Eating a variety of fresh and whole foods is another powerful way to manage your stress levels on a physiological level
Finding time and ways to relax as a nursing mom can feel impossible at times, but by prioritising rest and relaxation as an essential part of your day, you will reap the benefits that a little downtime brings. Meditation is a wonderful way to give your mind and body a chance to reset. Scientifically proven to reduce stress, lessen anxiety and even boost your immune system (5), meditation is a wonderful tool for allowing your mind to feel refreshed even if your days and nights are full. If you are new to meditation, try one of the many free meditation recordings available on YouTube. You could listen to one as your nurse your babe as you are on a safe surface (in case you fall asleep!). Just remember that meditation is not about stopping your mind from thinking, as many people assume. Rather, it is about finding peace, stillness and acceptance amidst the thoughts that flow through your mind every minute of every day.
Breastfeeding in the right environment
The very practice of breastfeeding itself can be incredibly relaxing if you are in the right environment and if you adopt a relaxed mindset. When you nurse your little one, oxytocin – the love hormone – is released into your bloodstream, creating a sense of wellness and even sleepiness. Rather than worrying about the washing up or the 101 things that you could be doing as your nurse your little one, allow yourself to be fully present and soak up every bit of love as it flows between you both. If you experience feelings of aversion when you nurse, I highly recommend speaking to your GP or lactation consultant about DMER (dysphoric milk ejection reflex) to help you manage and relieve those symptoms.

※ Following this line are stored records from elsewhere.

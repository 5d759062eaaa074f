//! # API Client Facade
//!
//! `ApiClient` issues HTTP requests against a base URL and normalizes every
//! outcome — transport failure, non-2xx status, undecodable body — into a
//! [`Response`] envelope. It never panics and never returns `Err` for an
//! ordinary failed request; callers branch on `Response::success` (or use
//! `Response::into_result` when they need a raised error).
//!
//! ## Generic Over Transport
//!
//! `ApiClient<T: Transport>` is generic over the transport backend:
//! - Production: `ApiClient<HttpTransport>` (blocking ureq agent)
//! - Testing: `ApiClient<MockTransport>`
//!
//! This mirrors the storage seam pattern: every client and entity test runs
//! without touching the network.

use base64::engine::general_purpose::STANDARD;
use base64::Engine as _;
use serde_json::Value;

use crate::entity::{Entity, EntityConfig};
use crate::error::Result;
use crate::profile::{config_dir, Profile, ProfileStore};
use crate::response::Response;
use crate::transport::http::HttpTransport;
use crate::transport::{ApiRequest, Method, RawResponse, Transport};

pub struct ApiClient<T: Transport> {
    transport: T,
    base_url: String,
    headers: Vec<(String, String)>,
}

impl ApiClient<HttpTransport> {
    /// Build a client from explicit settings.
    pub fn from_settings(profile: &Profile) -> Result<Self> {
        profile.validate()?;
        let transport = HttpTransport::new(profile.timeout_secs);
        let mut client = ApiClient::new(transport, &profile.url);
        if let Some(username) = &profile.username {
            let password = profile.password.as_deref().unwrap_or("");
            client = client.with_basic_auth(username, password);
        }
        Ok(client)
    }

    /// Build a client from a named profile (environment overlaid).
    pub fn from_profile(name: Option<&str>) -> Result<Self> {
        let store = ProfileStore::load(config_dir()?)?;
        let profile = store.resolve(name)?;
        Self::from_settings(&profile)
    }
}

impl<T: Transport> ApiClient<T> {
    pub fn new(transport: T, base_url: &str) -> Self {
        Self {
            transport,
            base_url: base_url.trim_end_matches('/').to_string(),
            headers: vec![("accept".to_string(), "application/json".to_string())],
        }
    }

    pub fn with_basic_auth(mut self, username: &str, password: &str) -> Self {
        let credentials = STANDARD.encode(format!("{}:{}", username, password));
        self.headers
            .push(("authorization".to_string(), format!("Basic {}", credentials)));
        self
    }

    pub fn base_url(&self) -> &str {
        &self.base_url
    }

    /// The underlying transport. Mainly useful with `MockTransport`, which
    /// records every request it executed.
    pub fn transport(&self) -> &T {
        &self.transport
    }

    /// Bind entity metadata to this client.
    pub fn entity(&self, config: EntityConfig) -> Entity<'_, T> {
        Entity::new(self, config)
    }

    pub fn get(&self, endpoint: &str, params: &[(String, String)]) -> Response {
        self.request(Method::Get, endpoint, params, None)
    }

    pub fn post(&self, endpoint: &str, body: Value) -> Response {
        self.request(Method::Post, endpoint, &[], Some(body))
    }

    pub fn put(&self, endpoint: &str, body: Value) -> Response {
        self.request(Method::Put, endpoint, &[], Some(body))
    }

    pub fn patch(&self, endpoint: &str, body: Value) -> Response {
        self.request(Method::Patch, endpoint, &[], Some(body))
    }

    pub fn delete(&self, endpoint: &str) -> Response {
        self.request(Method::Delete, endpoint, &[], None)
    }

    /// Issue one request and normalize the outcome into an envelope.
    pub fn request(
        &self,
        method: Method,
        endpoint: &str,
        params: &[(String, String)],
        body: Option<Value>,
    ) -> Response {
        let request = ApiRequest {
            method,
            url: self.url_for(endpoint),
            query: params.to_vec(),
            headers: self.headers.clone(),
            body,
        };

        let raw = match self.transport.execute(&request) {
            Ok(raw) => raw,
            // Status 0 marks "the request never completed".
            Err(e) => return Response::failure(0, e.to_string()),
        };

        normalize(raw)
    }

    fn url_for(&self, endpoint: &str) -> String {
        let endpoint = endpoint.trim_matches('/');
        if endpoint.is_empty() {
            self.base_url.clone()
        } else {
            format!("{}/{}", self.base_url, endpoint)
        }
    }
}

/// Turn a raw transport response into an envelope.
fn normalize(raw: RawResponse) -> Response {
    let ok = (200..300).contains(&raw.status);

    let parsed: Option<Value> = if raw.body.trim().is_empty() {
        None
    } else {
        match serde_json::from_str(&raw.body) {
            Ok(value) => Some(value),
            Err(e) if ok => {
                return Response::failure(
                    raw.status,
                    format!("Failed to decode response body: {}", e),
                );
            }
            Err(_) => None,
        }
    };

    if ok {
        return Response::ok(raw.status, parsed.unwrap_or(Value::Null));
    }

    Response::failure(raw.status, error_message(raw.status, parsed, &raw.body))
}

/// Pull a human-readable message out of an error body. APIs disagree on the
/// field name, so try the common ones before falling back to the raw body.
fn error_message(status: u16, parsed: Option<Value>, raw_body: &str) -> String {
    if let Some(Value::Object(map)) = parsed {
        for key in ["error", "detail", "message"] {
            match map.get(key) {
                Some(Value::String(s)) => return s.clone(),
                Some(other) if !other.is_null() => return other.to_string(),
                _ => {}
            }
        }
        return Value::Object(map).to_string();
    }
    if raw_body.trim().is_empty() {
        return format!("HTTP {}", status);
    }
    raw_body.to_string()
}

As a nursing mother, the greatest barrier to you being able to relax may be the pressure or guilt associated with giving yourself permission to carve out some me-time whenever you can. One way to combat this and to allow yourself to prioritise your wellbeing. Remember that as mothers we are some of our children’s first and most important role models. If we do not show our little ones how to relax, then we cannot expect them to learn how to do so themselves. If you are struggling to find time and ways to relax while breastfeeding, cast your mind back to your favourite ways to relax before you had your child(ren). Then, schedule a time when you can do just that at some point in the coming weeks. Do this in the knowledge that you deserve just as much TLC as your precious babe and that taking time to de-stress benefits your whole household as well as it does you.
Taking time to de-stress benefits your whole household as well as it does you.